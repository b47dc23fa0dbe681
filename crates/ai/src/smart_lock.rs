use chrono::{DateTime, Duration, Utc};
use serde::{Deserialize, Serialize};

use smartmaint_core::{Employee, ProductId, StockWithdrawal, Transaction};

/// Why a withdrawal was blocked.
#[derive(Debug, Clone, PartialEq, Eq, Serialize, Deserialize)]
pub struct LockViolation {
    pub product_id: ProductId,
    pub product_name: String,
    pub limit: u32,
    /// Proposed quantity plus this week's history.
    pub current_week_total: u64,
    pub previous_week_total: u64,
}

impl LockViolation {
    pub fn reason(&self) -> String {
        format!(
            "security lock: excessive use of {} ({}) for 2 consecutive weeks (limit: {})",
            self.product_name, self.product_id, self.limit
        )
    }
}

impl core::fmt::Display for LockViolation {
    fn fmt(&self, f: &mut core::fmt::Formatter<'_>) -> core::fmt::Result {
        f.write_str(&self.reason())
    }
}

/// Smart Lock verdict for a proposed cart.
#[derive(Debug, Clone, PartialEq, Eq, Serialize, Deserialize)]
pub enum LockDecision {
    Clear,
    Blocked(LockViolation),
}

impl LockDecision {
    pub fn is_blocked(&self) -> bool {
        matches!(self, LockDecision::Blocked(_))
    }

    pub fn reason(&self) -> Option<String> {
        match self {
            LockDecision::Clear => None,
            LockDecision::Blocked(v) => Some(v.reason()),
        }
    }
}

/// Consumption-anomaly gate for withdrawals.
///
/// Model:
/// - Split the employee's recent history into the current window
///   `[now - window, ..)` and the previous one `[now - 2*window, now - window)`.
/// - Per product in the cart, the current total includes the proposed quantity.
/// - Block when **both** totals exceed the employee's alert limit. A single
///   heavy week is ordinary restocking; two in a row for the same product is
///   the diversion signal.
/// - Products are checked in cart order and the first offender is reported.
///
/// Every cart line is scored; callers drop lines for products that left the
/// catalogue before evaluating (see `CheckoutSession::submit`).
#[derive(Debug, Clone)]
pub struct SmartLock {
    window: Duration,
}

impl Default for SmartLock {
    fn default() -> Self {
        Self {
            window: Duration::days(7),
        }
    }
}

impl SmartLock {
    pub fn new() -> Self {
        Self::default()
    }

    pub fn with_window(mut self, window: Duration) -> Self {
        self.window = window;
        self
    }

    pub fn window(&self) -> Duration {
        self.window
    }

    pub fn evaluate(
        &self,
        employee: &Employee,
        cart: &[StockWithdrawal],
        history: &[Transaction],
        now: DateTime<Utc>,
    ) -> LockDecision {
        let one_window_ago = now - self.window;
        let two_windows_ago = one_window_ago - self.window;

        let recent: Vec<&Transaction> = history
            .iter()
            .filter(|t| t.employee_id == employee.id && t.timestamp >= two_windows_ago)
            .collect();

        let limit = employee.alert_limit as u64;

        for (product_id, proposed) in distinct_lines(cart) {
            let mut current_week_total = proposed;
            let mut previous_week_total = 0u64;
            let mut product_name: Option<&str> = None;

            for t in &recent {
                let qty = t.quantity_of(product_id);
                if qty == 0 {
                    continue;
                }
                if t.timestamp >= one_window_ago {
                    current_week_total += qty;
                } else {
                    previous_week_total += qty;
                }
                if product_name.is_none() {
                    product_name = t
                        .items
                        .iter()
                        .find(|i| i.product_id == *product_id)
                        .map(|i| i.product_name.as_str());
                }
            }

            if current_week_total > limit && previous_week_total > limit {
                return LockDecision::Blocked(LockViolation {
                    product_id: product_id.clone(),
                    product_name: product_name.unwrap_or(product_id.as_str()).to_string(),
                    limit: employee.alert_limit,
                    current_week_total,
                    previous_week_total,
                });
            }
        }

        LockDecision::Clear
    }
}

/// Collapse repeated cart lines per product, keeping first-seen order.
fn distinct_lines(cart: &[StockWithdrawal]) -> Vec<(&ProductId, u64)> {
    let mut lines: Vec<(&ProductId, u64)> = Vec::with_capacity(cart.len());
    for line in cart {
        match lines.iter_mut().find(|(id, _)| *id == &line.product_id) {
            Some((_, qty)) => *qty += line.qty as u64,
            None => lines.push((&line.product_id, line.qty as u64)),
        }
    }
    lines
}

----

PROBLEM DETAILS. Which of the lines in the data contain the string "cart"? Return each one.

RESPONSE AREA.
/// Smart Lock verdict for a proposed cart.
/// - Per product in the cart, the current total includes the proposed quantity.
/// - Products are checked in cart order and the first offender is reported.
/// Every cart line is scored; callers drop lines for products that left the
        cart: &[StockWithdrawal],
        for (product_id, proposed) in distinct_lines(cart) {
/// Collapse repeated cart lines per product, keeping first-seen order.
fn distinct_lines(cart: &[StockWithdrawal]) -> Vec<(&ProductId, u64)> {
    let mut lines: Vec<(&ProductId, u64)> = Vec::with_capacity(cart.len());
    for line in cart {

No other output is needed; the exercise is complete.